Хотя, по свидетельству Лейтона, Грю объяснял Вашингтону, что конфликт нельзя больше урегулировать "бумажными пулями", правительство США не прибегло даже к ним. Оно приняло японские извинения и тем кончило дело. Иначе и быть не могло: США встали на путь "невмешательства" в войну в Китае. Этот образ действия американским политикам представлялся верхом государственной мудрости - попытаться защитить интересы США руками других, а основное бремя отпора японской агрессии возложить также на других, предпочтительно на Советский Союз.
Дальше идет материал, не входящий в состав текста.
//! Response collector: request id to per-call inbound queue.
//!
//! The stream's reader task is the only producer; every caller owns the
//! receiving end of its own queue. A terminal message (a `Response`, or a
//! `Done` part) removes the entry.
//!
//! Ids are handed out in increasing order, so the collector only remembers
//! the highest id it issued. A message for an id at or below it that is no
//! longer registered belongs to a finished or abandoned call (a second
//! `Done` after a prefetch overshoot, parts for a dropped iterator) and is
//! discarded. An id above it was never issued and is a protocol violation.

use std::collections::HashMap;

use parking_lot::Mutex;
use tokio::sync::mpsc;

use crate::error::{Result, TypeDBError};
use crate::protocol::{PartPayload, RequestId, ServerMessage, StreamState};

type Delivery = Result<ServerMessage>;

#[derive(Default)]
struct State {
    queues: HashMap<RequestId, mpsc::UnboundedSender<Delivery>>,
    highest_issued: Option<RequestId>,
    is_closed: bool,
}

impl State {
    fn was_issued(&self, id: RequestId) -> bool {
        self.highest_issued.map_or(false, |highest| id <= highest)
    }
}

fn is_terminal(message: &ServerMessage) -> bool {
    match message {
        ServerMessage::Response(_) => true,
        ServerMessage::ResponsePart(part) => {
            matches!(part.payload, PartPayload::StreamState(StreamState::Done))
        }
    }
}

/// Registry of in-flight calls on one transaction stream.
#[derive(Default)]
pub struct ResponseCollector {
    state: Mutex<State>,
}

impl ResponseCollector {
    pub fn new() -> Self {
        Self::default()
    }

    /// Register a queue for a request that is about to be dispatched.
    pub fn new_queue(&self, id: RequestId) -> Result<ResponseQueue> {
        let mut state = self.state.lock();
        if state.is_closed {
            return Err(TypeDBError::TransactionClosed);
        }
        if state.queues.contains_key(&id) {
            return Err(TypeDBError::Protocol(format!(
                "Request {} is already in flight",
                id
            )));
        }

        let (tx, rx) = mpsc::unbounded_channel();
        state.queues.insert(id, tx);
        state.highest_issued = state.highest_issued.max(Some(id));
        Ok(ResponseQueue {
            id,
            rx,
            terminal: None,
        })
    }

    /// Drop the entry of a call nobody waits on any more.
    pub fn remove(&self, id: RequestId) {
        self.state.lock().queues.remove(&id);
    }

    pub fn is_registered(&self, id: RequestId) -> bool {
        self.state.lock().queues.contains_key(&id)
    }

    /// Route one inbound message to its caller's queue.
    ///
    /// # Errors
    ///
    /// [`TypeDBError::UnknownRequestId`] when the message's id was never
    /// issued. The caller must treat this as fatal for the stream.
    pub fn route(&self, message: ServerMessage) -> Result<()> {
        let id = message.request_id();
        let mut state = self.state.lock();
        if state.is_closed {
            tracing::trace!("Collector closed, discarding message for {}", id);
            return Ok(());
        }

        let tx = if is_terminal(&message) {
            state.queues.remove(&id)
        } else {
            state.queues.get(&id).cloned()
        };
        let Some(tx) = tx else {
            if state.was_issued(id) {
                tracing::trace!("Call {} already finished, discarding message", id);
                return Ok(());
            }
            return Err(TypeDBError::UnknownRequestId(id));
        };

        if tx.send(Ok(message)).is_err() {
            tracing::trace!("Caller of {} is gone, discarding message", id);
        }
        Ok(())
    }

    /// Close every queue. With an error, each waiter receives a copy of it;
    /// without one, waiters see [`TypeDBError::TransactionClosed`].
    pub fn close_all(&self, error: Option<TypeDBError>) {
        let queues = {
            let mut state = self.state.lock();
            state.is_closed = true;
            std::mem::take(&mut state.queues)
        };

        if let Some(error) = error {
            for tx in queues.values() {
                let _ = tx.send(Err(error.clone()));
            }
        }
    }

    pub fn is_closed(&self) -> bool {
        self.state.lock().is_closed
    }

    pub fn len(&self) -> usize {
        self.state.lock().queues.len()
    }

    pub fn is_empty(&self) -> bool {
        self.len() == 0
    }
}

/// Receiving end of one call's queue.
#[derive(Debug)]
pub struct ResponseQueue {
    id: RequestId,
    rx: mpsc::UnboundedReceiver<Delivery>,
    terminal: Option<TypeDBError>,
}

impl ResponseQueue {
    pub fn id(&self) -> RequestId {
        self.id
    }

    /// Wait for the next message.
    ///
    /// Once the queue is closed every call fails with the closing error, or
    /// [`TypeDBError::TransactionClosed`] after a clean close.
    pub async fn get(&mut self) -> Result<ServerMessage> {
        if let Some(error) = &self.terminal {
            return Err(error.clone());
        }
        let delivery = self.rx.recv().await;
        self.settle(delivery)
    }

    /// Pop without waiting; `None` when nothing has arrived yet.
    pub fn try_get(&mut self) -> Option<Result<ServerMessage>> {
        if let Some(error) = &self.terminal {
            return Some(Err(error.clone()));
        }
        match self.rx.try_recv() {
            Ok(delivery) => Some(self.settle(Some(delivery))),
            Err(mpsc::error::TryRecvError::Empty) => None,
            Err(mpsc::error::TryRecvError::Disconnected) => Some(self.settle(None)),
        }
    }

    fn settle(&mut self, delivery: Option<Delivery>) -> Result<ServerMessage> {
        match delivery {
            Some(Ok(message)) => Ok(message),
            Some(Err(error)) => {
                self.terminal = Some(error.clone());
                Err(error)
            }
            None => {
                self.terminal = Some(TypeDBError::TransactionClosed);
                Err(TypeDBError::TransactionClosed)
            }
        }
    }
}

#[cfg(test)]
mod tests {
    use super::*;
    use crate::protocol::{
        Response, ResponsePart, ResponsePayload, ServerError, ServerErrorCode, StreamState,
    };

    fn opened(id: u32) -> ServerMessage {
        ServerMessage::Response(Response::ok(RequestId(id), ResponsePayload::Opened))
    }

    fn part(id: u32, state: StreamState) -> ServerMessage {
        ServerMessage::ResponsePart(ResponsePart::state(RequestId(id), state))
    }

    #[tokio::test]
    async fn test_routes_by_request_id() {
        let collector = ResponseCollector::new();
        let mut a = collector.new_queue(RequestId(1)).unwrap();
        let mut b = collector.new_queue(RequestId(2)).unwrap();

        collector.route(opened(2)).unwrap();
        collector.route(opened(1)).unwrap();

        assert_eq!(a.get().await.unwrap().request_id(), RequestId(1));
        assert_eq!(b.get().await.unwrap().request_id(), RequestId(2));
        assert!(collector.is_empty());
    }

    #[test]
    fn test_unknown_id_is_protocol_error() {
        let collector = ResponseCollector::new();
        let error = collector.route(opened(99)).unwrap_err();
        assert!(matches!(error, TypeDBError::UnknownRequestId(RequestId(99))));
    }

    #[test]
    fn test_duplicate_registration_rejected() {
        let collector = ResponseCollector::new();
        let _queue = collector.new_queue(RequestId(1)).unwrap();
        assert!(collector.new_queue(RequestId(1)).is_err());
    }

    #[tokio::test]
    async fn test_done_removes_stream_entry() {
        let collector = ResponseCollector::new();
        let mut queue = collector.new_queue(RequestId(5)).unwrap();

        collector.route(part(5, StreamState::Continue)).unwrap();
        assert!(collector.is_registered(RequestId(5)));
        collector.route(part(5, StreamState::Done)).unwrap();
        assert!(!collector.is_registered(RequestId(5)));

        // The late second DONE of a finished stream is discarded.
        collector.route(part(5, StreamState::Done)).unwrap();

        assert!(queue.get().await.is_ok());
        assert!(queue.get().await.is_ok());
        assert!(matches!(
            queue.try_get(),
            Some(Err(TypeDBError::TransactionClosed))
        ));
        assert!(collector.is_empty());
    }

    #[test]
    fn test_unissued_id_after_finished_calls_is_still_unknown() {
        let collector = ResponseCollector::new();
        drop(collector.new_queue(RequestId(1)).unwrap());
        drop(collector.new_queue(RequestId(2)).unwrap());
        collector.remove(RequestId(1));
        collector.remove(RequestId(2));

        assert!(collector.route(part(1, StreamState::Continue)).is_ok());
        assert!(collector.route(opened(2)).is_ok());
        assert!(matches!(
            collector.route(opened(3)),
            Err(TypeDBError::UnknownRequestId(RequestId(3)))
        ));
    }

    #[tokio::test]
    async fn test_dropped_caller_is_not_an_error() {
        let collector = ResponseCollector::new();
        drop(collector.new_queue(RequestId(3)).unwrap());
        assert!(collector.route(part(3, StreamState::Continue)).is_ok());
    }

    #[tokio::test]
    async fn test_close_all_with_error_fans_out() {
        let collector = ResponseCollector::new();
        let mut x = collector.new_queue(RequestId(1)).unwrap();
        let mut y = collector.new_queue(RequestId(2)).unwrap();

        let error: TypeDBError = ServerError::new(ServerErrorCode::Internal, "stream reset").into();
        collector.close_all(Some(error));

        for queue in [&mut x, &mut y] {
            let error = queue.get().await.unwrap_err();
            assert_eq!(error.to_string(), "Server error: stream reset");
            assert!(queue.get().await.is_err());
        }
        assert!(matches!(
            collector.new_queue(RequestId(3)),
            Err(TypeDBError::TransactionClosed)
        ));
    }

    #[tokio::test]
    async fn test_clean_close_reports_transaction_closed() {
        let collector = ResponseCollector::new();
        let mut queue = collector.new_queue(RequestId(1)).unwrap();
        collector.close_all(None);

        assert!(matches!(
            queue.get().await,
            Err(TypeDBError::TransactionClosed)
        ));
        assert!(matches!(
            queue.try_get(),
            Some(Err(TypeDBError::TransactionClosed))
        ));
        assert!(collector.route(opened(1)).is_ok());
    }

    #[tokio::test]
    async fn test_blocked_waiter_wakes_on_close() {
        let collector = std::sync::Arc::new(ResponseCollector::new());
        let mut queue = collector.new_queue(RequestId(1)).unwrap();
        let waiter = tokio::spawn(async move { queue.get().await });

        tokio::task::yield_now().await;
        collector.close_all(Some(TypeDBError::ClientClosed));

        assert!(matches!(
            waiter.await.unwrap(),
            Err(TypeDBError::ClientClosed)
        ));
    }
}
В то время только СССР оказал китайскому народу действенную помощь против беспощадного врага. Вслед за подписанием 21 августа 1937 года договора о ненападении с Китаем СССР в последующие два года открыл ему кредиты на 250 миллионов долларов. С октября 1937 по сентябрь 1938 года Китай получил из СССР 985 самолетов, 82 танка, более 1300 орудий, 14 тысяч пулеметов, боеприпасы, оборудование и снаряжение. Коль скоро Япония блокировала побережье Китая, грузы из СССР перевозились по "дороге жизни", Синьцзянскому тракту в 3 тысячи километров от Алма-Аты через Синьцзян до Ланьчжоу. Срочные грузы доставлялись воздухом{93}.
В. И. Чуйков, впоследствии Маршал Советского Союза, был военным атташе СССР в Китае и главным военным советником при Чан Кайши. Он отмечал, что потерянные китайской армией тяжелая техника и самолеты были более чем компенсированы присланным из СССР. Но дело не только в этом. "В первый период войны, - писал В. И. Чуйков, - летчики-добровольцы из СССР приняли на себя главный удар японских воздушных армад. Более 200 советских летчиков отдали жизни за свободу и национальную независимость китайского народа"{94}.